That left the question of where the atmospheric mercury was coming from in the first place.

An engineering firm was contracted to do an emissions inventory-looking at medical and municipal waste incinerators, for example-but, as Atkeson explained, historical reconstructions revealed peak emissions in the region in the 1970s and 80s.

"Two main things had happened," said John Glunn, Air Toxics Program Manager for DEP. "For one, there was a reduction of mercury in the waste stream. In the past, pretty much all batteries, for instance, had some mercury in them, but now it's pretty well nonexistent. Also, EPA developed regulations during the '90s that required municipal waste incinerators to install carbon-injection control devices; mercury adheres to the carbon, and the particles are trapped and removed."

"By 1992 or 93, mercury emissions had declined by 90-plus percent," Atkeson said. "But when mercury is deposited in sediments, it exerts its effects for years. So there's a long lag time between peak emissions and when we began to see fish come down."

In other words, there's a correlation between what's lofted into the air over South Florida, what's dropped into the Glades by rainfall and what ends up at the other end of your line. It's just that the effects of reductions take time.

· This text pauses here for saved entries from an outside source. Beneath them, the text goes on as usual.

//! One-shot member registration from a short camera burst.

use crate::capture::CameraProvider;
use crate::engine::{EngineError, Inference};
use rollcall_core::{Descriptor, Identity, DESCRIPTOR_DIM};
use rollcall_hw::CameraError;
use rollcall_store::{Store, StoreError};
use std::sync::Arc;
use std::time::Duration;
use thiserror::Error;

pub const DEFAULT_ROLE: &str = "Member";

#[derive(Error, Debug)]
pub enum RegistrationError {
    #[error("name must not be empty")]
    EmptyName,
    #[error("camera is in use by an active scan; stop scanning first")]
    CameraBusy,
    #[error("camera error: {0}")]
    Camera(#[from] CameraError),
    #[error("no face detected; face the camera clearly and try again")]
    NoFaceDetected,
    #[error("descriptor has {actual} values, expected {expected}")]
    BadDescriptor { actual: usize, expected: usize },
    #[error("inference error: {0}")]
    Engine(#[from] EngineError),
    #[error("store error: {0}")]
    Store(#[from] StoreError),
    #[error("capture task failed: {0}")]
    Join(#[from] tokio::task::JoinError),
}

/// Captures and stores new identities.
pub struct Registrar {
    cameras: Arc<dyn CameraProvider>,
    inference: Arc<dyn Inference>,
    store: Arc<Store>,
    frames: usize,
    settle: Duration,
}

impl Registrar {
    pub fn new(
        cameras: Arc<dyn CameraProvider>,
        inference: Arc<dyn Inference>,
        store: Arc<Store>,
        frames: usize,
        settle: Duration,
    ) -> Self {
        Self {
            cameras,
            inference,
            store,
            frames: frames.max(1),
            settle,
        }
    }

    /// Capture a face and persist a new identity named `name`.
    ///
    /// The camera is held only for the burst; it is released before
    /// inference runs. An empty `role` becomes [`DEFAULT_ROLE`].
    pub async fn register(&self, name: &str, role: &str) -> Result<Identity, RegistrationError> {
        let name = name.trim();
        if name.is_empty() {
            return Err(RegistrationError::EmptyName);
        }
        let role = match role.trim() {
            "" => DEFAULT_ROLE,
            r => r,
        };

        // Let exposure settle after the user positions themselves
        tokio::time::sleep(self.settle).await;

        let cameras = Arc::clone(&self.cameras);
        let count = self.frames;
        let frames = tokio::task::spawn_blocking(move || cameras.capture_burst(count)).await??;
        tracing::debug!(frames = frames.len(), "registration frames captured");
        if frames.is_empty() {
            return Err(RegistrationError::NoFaceDetected);
        }

        let best = self
            .inference
            .detect_best(frames)
            .await?
            .ok_or(RegistrationError::NoFaceDetected)?;
        let descriptor: Descriptor = best.descriptor;
        if descriptor.len() != DESCRIPTOR_DIM {
            return Err(RegistrationError::BadDescriptor {
                actual: descriptor.len(),
                expected: DESCRIPTOR_DIM,
            });
        }

        let identity = Identity {
            id: uuid::Uuid::new_v4().to_string(),
            display_name: name.to_string(),
            role_label: role.to_string(),
            descriptor,
            registered_at_epoch_millis: chrono::Utc::now().timestamp_millis(),
        };
        self.store.add_identity(identity.clone())?;

        tracing::info!(
            id = %identity.id,
            name = %identity.display_name,
            confidence = best.bounding_box.confidence,
            "member registered"
        );
        Ok(identity)
    }
}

The observed decline may be analagous to one that Atkeson says has occurred in northern Europe. There, a chemical industrial process-chloralkali-had been a major contributor to mercury deposition.

"Since the cleanup of a lot of this eastern European industrial complex, the deposition of mercury and bioaccumulation in fish in popular vacation spots-like mountain lakes between Norway and Sweden-has begun to decline as well," said Atkeson.

While it's encouraging to see regional solutions, Atkeson cautioned that there are still global and natural deposition sources that are not yet fully understood.

And of course there are those cobia and seatrout.

Marine fish from state waters that make the hot list are sampled by the Florida Marine Research Institute (FMRI) in St. Petersburg, then sent to a DEP lab in Tallahassee for analysis. The effort has been commendable, if somewhat sporadic. According to FMRI senior research scientist George Henderson, the state doesn't spe-cifically fund the collection of marine fish for mercury testing purposes. Instead, fish are gathered through fisheries independent monitoring programs-like trammel net sets in Tampa Bay-and the dockside intercepts conducted by fisheries dependent monitoring staff.

For the most part, marine fish seem to be safe for consumption by any standards. But some have turned up with methylmercury levels officials say could pose risks.

"What we've found so far we feel is certainly sufficient to give advice," said Henderson. But he added that he would like to see a more comprehensive sampling regime, one that would shed light on mercury accumulation trends from year to year, in various marine species, sizes and locations.

Henderson noted that so far there don't seem to be geographic "hot spots" of mercury contamination in marine fish. With a few exceptions, uniform distribution seems to be the rule. This begs the question of whether levels of methylmercury showing up in marine fish today are in fact increases or merely reflections of something that's been with us all along.

"The ability to look back is difficult and controversial," said DEP's Atkeson. "But it would be powerful if we can understand where we are today in relation to what went on in the past."

The problem is one of sampling, as there aren't too many frozen fish fillets from the 1900s. Atkeson said there is ongoing debate over whether the feathers of seabirds could be used to provide an accurate picture of methylmercury trends in the marine environment. A provocative study by Portuguese and Scottish researchers asserts this connection; it's based on data collected at seabird breeding sites on the Azores, Madeira and Salvages islands in the north Atlantic. The researchers compared methylmercury levels in feather samples with those from skins of birds taken from the same sites and kept in museums. Their conclusion was that mercury levels in the marine environment have indeed risen at rates of from 1.1 to 4.8 percent per year since the 1880s.